The Finite Element Neural Network Method: One Dimensional Study
Mohammed Abda, Elsa Piollet, Christopher Blake, Frédérick P. Gosselin
TL;DR
The paper introduces the Finite Element Neural Network Method (FENNM), a Petrov-Galerkin-inspired neural solver that embeds flux information from the weak form into a convolution-based residual, using a neural network to represent the global trial space and nonvanishing Lagrange test functions to allow natural and intermediate boundary terms. By leveraging convolution for Gauss quadrature and enforcing boundary conditions within the residual loss, FENNM achieves FEM-like accuracy with ML flexibility, demonstrated across one-dimensional benchmark problems including beam bending, a nonlinear pendulum, transport, and Poisson equations with steep or discontinuous features.
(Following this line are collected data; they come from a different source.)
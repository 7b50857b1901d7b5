use std::path::PathBuf;
use thiserror::Error;

pub type Result<T> = std::result::Result<T, Error>;

/// Errors that escape the engine. Recoverable conditions (an unreadable
/// document, a missing index, query terms outside the vocabulary) are absorbed
/// before they get here.
#[derive(Debug, Error)]
pub enum Error {
    /// Caller supplied a parameter outside its domain (`top_k == 0`, zero summary sentences).
    #[error("invalid input: {0}")]
    InvalidInput(String),

    /// No paragraph survived extraction, or none of them left an indexable term.
    #[error("cannot build an index from an empty corpus")]
    EmptyCorpus,

    /// The published generation is internally inconsistent or unreadable.
    #[error("index corrupt, rebuild required: {0}")]
    IndexCorrupt(String),

    #[error("i/o error on {}: {source}", path.display())]
    Io {
        path: PathBuf,
        #[source]
        source: std::io::Error,
    },

    #[error("serialization error: {0}")]
    Serialization(String),
}

impl Error {
    pub(crate) fn io(path: impl Into<PathBuf>) -> impl FnOnce(std::io::Error) -> Error {
        let path = path.into();
        move |source| Error::Io { path, source }
    }

    pub(crate) fn invalid(message: impl Into<String>) -> Error {
        Error::InvalidInput(message.into())
    }

    pub(crate) fn corrupt(message: impl Into<String>) -> Error {
        Error::IndexCorrupt(message.into())
    }

    /// True for the "index corrupt, rebuild required" condition.
    pub fn is_corrupt(&self) -> bool {
        matches!(self, Error::IndexCorrupt(_))
    }
}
The results show favorable convergence behavior, effective adaptive mesh refinement, and competitive rate of convergence compared to classical FEM, while maintaining a relatively fixed network DOF and enabling time-like extensions. Overall, FENNM narrows the gap between ML-based solvers and traditional numerical methods, offering a scalable path toward higher-dimensional and parameterized problems with improved optimization and practical industrial applicability.
Abstract
The potential of neural networks (NN) in engineering is rooted in their capacity to understand intricate patterns and complex systems, leveraging their universal nonlinear approximation capabilities and high expressivity. Meanwhile, conventional numerical methods, backed by years of meticulous refinement, continue to be the standard for accuracy and dependability. Bridging these paradigms, this research introduces the finite element neural network method (FENNM) within the framework of the Petrov-Galerkin method using convolution operations to approximate the weighted residual of the differential equations. The NN generates the global trial solution, while the test functions belong to the Lagrange test function space. FENNM introduces several key advantages. Notably, the weak-form of the differential equations introduces flux terms that contribute information to the loss function compared to VPINN, hp-VPINN, and cv-PINN. This enables the integration of forcing terms and natural boundary conditions into the loss function similar to conventional finite element method (FEM) solvers, facilitating its optimization, and extending its applicability to more complex problems, which will ease industrial adoption. This study will elaborate on the derivation of FENNM, highlighting its similarities with FEM. Additionally, it will provide insights into optimal utilization strategies and user guidelines to ensure cost-efficiency. Finally, the study illustrates the robustness and accuracy of FENNM by presenting multiple numerical case studies and applying adaptive mesh refinement techniques.